[What is being asked]
Below are the records. Retype exactly the lines between the lines holding "values.iter().map(|&v| f64::from(v)).sum::<f64>() /" and "return None;", inclusive.

### Extracted material ###

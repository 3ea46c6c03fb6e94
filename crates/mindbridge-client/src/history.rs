//! History browsing and mood insights.
//!
//! Everything here works on structured records: check-in cards are
//! [`MoodEntry`] values and session cards are assistant replies taken from
//! the chat history.

use std::fmt;
use std::str::FromStr;
use std::sync::Arc;

use chrono::{DateTime, Duration, Utc};
use mindbridge_shared::constants::{POSITIVE_MOOD_THRESHOLD, RECENT_WINDOW_DAYS};
use mindbridge_shared::{MessageRecord, MoodEntry, ValidationError};
use serde::Serialize;

use crate::chat::ChatController;
use crate::checkin::CheckinController;
use crate::config::Pacing;
use crate::events::Presenter;
use crate::speech::SpeechBridge;
use crate::state::Session;
use crate::tasks::TaskSlot;

#[derive(Debug, Clone, Copy, Default, PartialEq, Eq, Serialize)]
#[serde(rename_all = "lowercase")]
pub enum HistoryFilter {
    #[default]
    All,
    /// Within the last seven days.
    Recent,
    /// Crisis-flagged sessions only. Check-ins never carry the flag.
    Crisis,
    /// Check-ins with mood 4 or 5, plus every session.
    Positive,
}

impl HistoryFilter {
    pub const ALL: [HistoryFilter; 4] = [Self::All, Self::Recent, Self::Crisis, Self::Positive];

    pub fn key(self) -> &'static str {
        match self {
            Self::All => "all",
            Self::Recent => "recent",
            Self::Crisis => "crisis",
            Self::Positive => "positive",
        }
    }

    pub fn label(self) -> &'static str {
        match self {
            Self::All => "All Sessions",
            Self::Recent => "Recent (7 days)",
            Self::Crisis => "Crisis Support",
            Self::Positive => "Positive Moods",
        }
    }

    fn keeps_checkin(self, entry: &MoodEntry, now: DateTime<Utc>) -> bool {
        match self {
            Self::All => true,
            Self::Recent => is_recent(entry.timestamp, now),
            Self::Crisis => false,
            Self::Positive => entry.mood.get() >= POSITIVE_MOOD_THRESHOLD,
        }
    }

    fn keeps_session(self, card: &SessionCard, now: DateTime<Utc>) -> bool {
        match self {
            Self::All | Self::Positive => true,
            Self::Recent => is_recent(card.timestamp, now),
            Self::Crisis => card.crisis,
        }
    }
}

impl fmt::Display for HistoryFilter {
    fn fmt(&self, f: &mut fmt::Formatter<'_>) -> fmt::Result {
        f.write_str(self.key())
    }
}

impl FromStr for HistoryFilter {
    type Err = ValidationError;

    fn from_str(s: &str) -> Result<Self, Self::Err> {
        let key = s.trim().to_lowercase();
        Self::ALL
            .into_iter()
            .find(|f| f.key() == key)
            .ok_or_else(|| ValidationError::UnknownFilter(s.to_string()))
    }
}

fn is_recent(timestamp: DateTime<Utc>, now: DateTime<Utc>) -> bool {
    timestamp >= now - Duration::days(RECENT_WINDOW_DAYS)
}

/// One past chat exchange, represented by the assistant's reply.
#[derive(Debug, Clone, PartialEq, Eq, Serialize)]
pub struct SessionCard {
    pub timestamp: DateTime<Utc>,
    pub text: String,
    pub crisis: bool,
}

impl SessionCard {
    pub fn from_history(records: &[MessageRecord]) -> Vec<SessionCard> {
        records
            .iter()
            .filter(|r| r.is_assistant())
            .map(|r| SessionCard {
                timestamp: r.timestamp,
                text: r.text.clone(),
                crisis: r.crisis,
            })
            .collect()
    }
}

/// The filtered contents of the history screen.
#[derive(Debug, Clone, PartialEq, Eq, Serialize)]
pub struct HistoryView {
    pub filter: HistoryFilter,
    pub checkins: Vec<MoodEntry>,
    pub sessions: Vec<SessionCard>,
}

impl HistoryView {
    pub fn checkins_empty_state(&self) -> Option<String> {
        self.checkins
            .is_empty()
            .then(|| empty_state("check-ins", self.filter))
    }

    pub fn sessions_empty_state(&self) -> Option<String> {
        self.sessions
            .is_empty()
            .then(|| empty_state("sessions", self.filter))
    }
}

fn empty_state(kind: &str, filter: HistoryFilter) -> String {
    format!("No {kind} found. No {kind} match the current filter: \"{filter}\"")
}

pub fn apply_filter(
    filter: HistoryFilter,
    checkins: &[MoodEntry],
    sessions: &[SessionCard],
    now: DateTime<Utc>,
) -> HistoryView {
    HistoryView {
        filter,
        checkins: checkins
            .iter()
            .filter(|e| filter.keeps_checkin(e, now))
            .cloned()
            .collect(),
        sessions: sessions
            .iter()
            .filter(|c| filter.keeps_session(c, now))
            .cloned()
            .collect(),
    }
}

#[derive(Debug, Clone, Copy, PartialEq, Eq, Serialize)]
#[serde(rename_all = "lowercase")]
pub enum MoodTrend {
    Improving,
    Declining,
    Stable,
}

impl MoodTrend {
    pub fn as_str(self) -> &'static str {
        match self {
            Self::Improving => "improving",
            Self::Declining => "declining",
            Self::Stable => "stable",
        }
    }

    pub fn emoji(self) -> &'static str {
        match self {
            Self::Improving => "📈",
            Self::Declining => "📉",
            Self::Stable => "➡️",
        }
    }
}

impl fmt::Display for MoodTrend {
    fn fmt(&self, f: &mut fmt::Formatter<'_>) -> fmt::Result {
        f.write_str(self.as_str())
    }
}

fn mean(values: &[u8]) -> f64 {
    values.iter().map(|&v| f64::from(v)).sum::<f64>() / values.len() as f64
}

/// Classify `moods`, oldest first. The last three are compared against
/// everything before them.
pub fn calculate_mood_trend(moods: &[u8]) -> MoodTrend {
    if moods.len() < 2 {
        return MoodTrend::Stable;
    }

    let split = moods.len().saturating_sub(3);
    let (earlier, recent) = moods.split_at(split);

    let recent_avg = mean(recent);
    let earlier_avg = if earlier.is_empty() {
        recent_avg
    } else {
        mean(earlier)
    };

    if recent_avg > earlier_avg + 0.5 {
        MoodTrend::Improving
    } else if recent_avg < earlier_avg - 0.5 {
        MoodTrend::Declining
    } else {
        MoodTrend::Stable
    }
}

#[derive(Debug, Clone, PartialEq, Serialize)]
pub struct Insights {
    /// Rounded to one decimal.
    pub average_mood: f64,
    pub total_checkins: usize,
    pub total_sessions: usize,
    pub crisis_sessions: usize,
    pub trend: MoodTrend,
}

/// Summarize the history, or `None` when there are no check-ins yet.
pub fn generate_insights(checkins: &[MoodEntry], sessions: &[SessionCard]) -> Option<Insights> {
    if checkins.is_empty() {
        return None;
    }

    let moods: Vec<u8> = checkins.iter().map(|e| e.mood.get()).collect();
    let average_mood = (mean(&moods) * 10.0).round() / 10.0;

    Some(Insights {
        average_mood,
        total_checkins: checkins.len(),
        total_sessions: sessions.len(),
        crisis_sessions: sessions.iter().filter(|c| c.crisis).count(),
        trend: calculate_mood_trend(&moods),
    })
}

impl fmt::Display for Insights {
    fn fmt(&self, f: &mut fmt::Formatter<'_>) -> fmt::Result {
        writeln!(f, "Average Mood: {:.1}/5", self.average_mood)?;
        writeln!(f, "Check-ins: {}", self.total_checkins)?;
        writeln!(f, "Chat Sessions: {}", self.total_sessions)?;
        write!(f, "Mood Trend: {} {}", self.trend.emoji(), self.trend)?;
        if self.crisis_sessions > 0 {
            write!(f, "\nCrisis Support Sessions: {}", self.crisis_sessions)?;
        }
        Ok(())
    }
}

/// The history screen.
pub struct HistoryController {
    presenter: Arc<dyn Presenter>,
    chat: ChatController,
    checkin: CheckinController,
    speech: Arc<SpeechBridge>,
    session: Session,
    pacing: Pacing,
    insights_panel: TaskSlot,
}

impl HistoryController {
    pub fn new(
        presenter: Arc<dyn Presenter>,
        chat: ChatController,
        checkin: CheckinController,
        speech: Arc<SpeechBridge>,
        session: Session,
        pacing: Pacing,
    ) -> Self {
        Self {
            presenter,
            chat,
            checkin,
            speech,
            session,
            pacing,
            insights_panel: TaskSlot::new(),
        }
    }

    fn sessions(&self) -> Vec<SessionCard> {
        SessionCard::from_history(&self.chat.history())
    }

    /// Render the history filtered by `filter`.
    pub fn show(&self, filter: HistoryFilter) -> HistoryView {
        let view = apply_filter(
            filter,
            &self.checkin.mood_entries(),
            &self.sessions(),
            Utc::now(),
        );
        tracing::debug!(
            filter = %filter,
            checkins = view.checkins.len(),
            sessions = view.sessions.len(),
            "Rendering history"
        );
        self.presenter.render_history(&view);
        view
    }

    /// Show the insights panel. It hides itself after a while.
    pub fn show_insights(&self) -> Option<Insights> {
        let insights = generate_insights(&self.checkin.mood_entries(), &self.sessions())?;
        self.presenter.show_insights(&insights);

        let presenter = self.presenter.clone();
        let delay = self.pacing.insights_auto_hide;
        self.insights_panel.spawn(async move {
            tokio::time::sleep(delay).await;
            presenter.hide_insights();
        });
        Some(insights)
    }

    pub fn close_insights(&self) {
        self.insights_panel.cancel();
        self.presenter.hide_insights();
    }

    /// Speak a past reply in the current language.
    pub fn read_aloud(&self, card: &SessionCard) {
        self.speech.speak(&card.text, self.session.language());
    }
}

###

[Solution]
    values.iter().map(|&v| f64::from(v)).sum::<f64>() / values.len() as f64
}

/// Classify `moods`, oldest first. The last three are compared against
/// everything before them.
pub fn calculate_mood_trend(moods: &[u8]) -> MoodTrend {
    if moods.len() < 2 {
        return MoodTrend::Stable;
    }

    let split = moods.len().saturating_sub(3);
    let (earlier, recent) = moods.split_at(split);

    let recent_avg = mean(recent);
    let earlier_avg = if earlier.is_empty() {
        recent_avg
    } else {
        mean(earlier)
    };

    if recent_avg > earlier_avg + 0.5 {
        MoodTrend::Improving
    } else if recent_avg < earlier_avg - 0.5 {
        MoodTrend::Declining
    } else {
        MoodTrend::Stable
    }
}

#[derive(Debug, Clone, PartialEq, Serialize)]
pub struct Insights {
    /// Rounded to one decimal.
    pub average_mood: f64,
    pub total_checkins: usize,
    pub total_sessions: usize,
    pub crisis_sessions: usize,
    pub trend: MoodTrend,
}

/// Summarize the history, or `None` when there are no check-ins yet.
pub fn generate_insights(checkins: &[MoodEntry], sessions: &[SessionCard]) -> Option<Insights> {
    if checkins.is_empty() {
        return None;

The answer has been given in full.